## Task instructions
From the entries below, tally how many lines contain "legacy" and report only that figure.

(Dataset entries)
++++++++

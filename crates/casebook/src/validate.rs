//! Form-side validation of records.
//!
//! A [`RecordDraft`] is what an add or edit form holds: every record field
//! except the id. Submitting a draft checks it, trims its text fields and
//! turns it into a [`Record`] ready for the store.

use chrono::Utc;
use once_cell::sync::Lazy;
use regex::Regex;
use tracing::debug;

use crate::error::{Error, Result};
use crate::record::{Category, Record, Tags};

static PHONE_RE: Lazy<Regex> =
    Lazy::new(|| Regex::new(r"^[0-9+-]+$").expect("valid phone regex"));

/// Whether `phone` uses only digits, `+` and `-`.
#[must_use]
pub fn is_valid_phone(phone: &str) -> bool {
    PHONE_RE.is_match(phone)
}

/// Editable record contents, without an id.
#[derive(Debug, Clone, Default, PartialEq, Eq)]
pub struct RecordDraft {
    /// Full name.
    pub name: String,
    /// Phone number.
    pub phone: String,
    /// Free-text case details.
    pub case_details: String,
    /// Embedded photo as a data URI.
    pub image: Option<String>,
    /// Case category.
    pub category: Option<Category>,
    /// Tags in entry order.
    pub tags: Tags,
    /// Creation time in epoch milliseconds.
    pub created_at: Option<i64>,
}

impl RecordDraft {
    /// Create a draft with the required text fields.
    #[must_use]
    pub fn new(
        name: impl Into<String>,
        phone: impl Into<String>,
        case_details: impl Into<String>,
    ) -> Self {
        Self {
            name: name.into(),
            phone: phone.into(),
            case_details: case_details.into(),
            ..Self::default()
        }
    }

    /// Seed an edit form from a stored record.
    #[must_use]
    pub fn from_record(record: &Record) -> Self {
        Self {
            name: record.name.clone(),
            phone: record.phone.clone(),
            case_details: record.case_details.clone(),
            image: record.image.clone(),
            category: record.category.clone(),
            tags: record.tags.clone(),
            created_at: record.created_at,
        }
    }

    /// Add a tag from user input.
    ///
    /// Blank and duplicate tags are ignored; returns whether the tag was added.
    pub fn add_tag(&mut self, tag: &str) -> bool {
        self.tags.add(tag)
    }

    /// Remove a tag; returns whether it was present.
    pub fn remove_tag(&mut self, tag: &str) -> bool {
        self.tags.remove(tag)
    }

    /// Check the draft, collecting every violation.
    ///
    /// Whitespace-only text counts as missing. A phone that is present but
    /// uses characters other than digits, `+` and `-` is reported as
    /// `invalid phone`.
    ///
    /// # Errors
    ///
    /// Returns [`Error::Validation`] naming each offending field.
    pub fn validate(&self) -> Result<()> {
        let mut fields = Vec::new();

        if self.name.trim().is_empty() {
            fields.push("name");
        }

        let phone = self.phone.trim();
        if phone.is_empty() {
            fields.push("phone");
        } else if !is_valid_phone(phone) {
            fields.push("invalid phone");
        }

        if self.case_details.trim().is_empty() {
            fields.push("case details");
        }

        if fields.is_empty() {
            Ok(())
        } else {
            debug!(?fields, "Draft failed validation");
            Err(Error::validation(fields))
        }
    }

    /// Build the record for `id` as-is, with text fields trimmed.
    #[must_use]
    pub fn into_record(self, id: impl Into<String>) -> Record {
        Record {
            id: id.into(),
            name: self.name.trim().to_string(),
            phone: self.phone.trim().to_string(),
            case_details: self.case_details.trim().to_string(),
            image: self.image,
            category: self.category,
            tags: self.tags,
            created_at: self.created_at,
        }
    }

    /// Validate a first submission and build the new record.
    ///
    /// `createdAt` is stamped with `now_millis` unless the draft already
    /// carries one.
    ///
    /// # Errors
    ///
    /// Returns [`Error::Validation`] if the draft is invalid.
    pub fn submit_new_at(mut self, id: impl Into<String>, now_millis: i64) -> Result<Record> {
        self.validate()?;
        if self.created_at.is_none() {
            self.created_at = Some(now_millis);
        }
        Ok(self.into_record(id))
    }

    /// Validate a first submission, stamping `createdAt` with the current
    /// time if unset.
    ///
    /// # Errors
    ///
    /// Returns [`Error::Validation`] if the draft is invalid.
    pub fn submit_new(self, id: impl Into<String>) -> Result<Record> {
        self.submit_new_at(id, Utc::now().timestamp_millis())
    }

    /// Validate an edit of the record with `id`.
    ///
    /// `createdAt` is carried through untouched.
    ///
    /// # Errors
    ///
    /// Returns [`Error::Validation`] if the draft is invalid.
    pub fn submit_edit(self, id: impl Into<String>) -> Result<Record> {
        self.validate()?;
        Ok(self.into_record(id))
    }
}

#[cfg(test)]
mod tests {
    use super::*;

    fn fields(err: Error) -> Vec<String> {
        match err {
            Error::Validation { fields } => fields,
            other => panic!("unexpected error: {other}"),
        }
    }

    #[test]
    fn test_valid_draft() {
        let draft = RecordDraft::new("Ada", "+1-555-0100", "forgery");
        assert!(draft.validate().is_ok());
    }

    #[test]
    fn test_collects_every_missing_field() {
        let err = RecordDraft::new("", "", "").validate().unwrap_err();
        assert_eq!(err.to_string(), "Missing or invalid fields: name, phone, case details");
    }

    #[test]
    fn test_whitespace_counts_as_missing() {
        let err = RecordDraft::new("  ", "555", "\n").validate().unwrap_err();
        assert_eq!(fields(err), ["name", "case details"]);
    }

    #[test]
    fn test_invalid_phone() {
        let err = RecordDraft::new("Ada", "555 0100", "x").validate().unwrap_err();
        assert_eq!(fields(err), ["invalid phone"]);

        let err = RecordDraft::new("", "call me", "").validate().unwrap_err();
        assert_eq!(fields(err), ["name", "invalid phone", "case details"]);
    }

    #[test]
    fn test_phone_pattern() {
        assert!(is_valid_phone("0123456789"));
        assert!(is_valid_phone("+44-20-7946"));
        assert!(!is_valid_phone("555.0100"));
        assert!(!is_valid_phone("(555)"));
        assert!(!is_valid_phone(""));
    }

    #[test]
    fn test_submit_new_stamps_created_at() {
        let record = RecordDraft::new(" Ada ", "555", " forgery ")
            .submit_new_at("id-1", 1_000)
            .unwrap();

        assert_eq!(record.id, "id-1");
        assert_eq!(record.name, "Ada");
        assert_eq!(record.case_details, "forgery");
        assert_eq!(record.created_at, Some(1_000));
    }

    #[test]
    fn test_submit_new_keeps_existing_created_at() {
        let mut draft = RecordDraft::new("Ada", "555", "x");
        draft.created_at = Some(42);
        let record = draft.submit_new_at("1", 1_000).unwrap();
        assert_eq!(record.created_at, Some(42));
    }

    #[test]
    fn test_submit_new_uses_clock() {
        let before = Utc::now().timestamp_millis();
        let record = RecordDraft::new("Ada", "555", "x").submit_new("1").unwrap();
        assert!(record.created_at.unwrap() >= before);
    }

    #[test]
    fn test_submit_edit_leaves_created_at() {
        let stored = Record::new("1", "Ada", "555", "x").with_created_at(7);
        let mut draft = RecordDraft::from_record(&stored);
        draft.name = "Ada L.".to_string();

        let record = draft.submit_edit("1").unwrap();
        assert_eq!(record.created_at, Some(7));
        assert_eq!(record.name, "Ada L.");

        let legacy = Record::new("2", "Bob", "555", "x");
        let record = RecordDraft::from_record(&legacy).submit_edit("2").unwrap();
        assert_eq!(record.created_at, None);
    }

    #[test]
    fn test_invalid_draft_is_not_submitted() {
        let err = RecordDraft::new("Ada", "", "x").submit_new_at("1", 0).unwrap_err();
        assert!(err.is_validation());
    }

    #[test]
    fn test_tag_entry() {
        let mut draft = RecordDraft::new("Ada", "555", "x");
        assert!(draft.add_tag("repeat"));
        assert!(!draft.add_tag(" repeat "));
        assert!(!draft.add_tag(""));
        assert!(draft.add_tag("armed"));
        assert!(draft.remove_tag("repeat"));

        let record = draft.submit_new_at("1", 0).unwrap();
        assert_eq!(record.tags.iter().collect::<Vec<_>>(), ["armed"]);
    }

    #[test]
    fn test_from_record_roundtrip() {
        let stored = Record::new("1", "Ada", "555", "x")
            .with_category(Category::Theft)
            .with_tags(["a"])
            .with_image("data:,x")
            .with_created_at(3);
        let record = RecordDraft::from_record(&stored).submit_edit("1").unwrap();
        assert_eq!(record, stored);
    }
}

++++++++

## Expected answer
2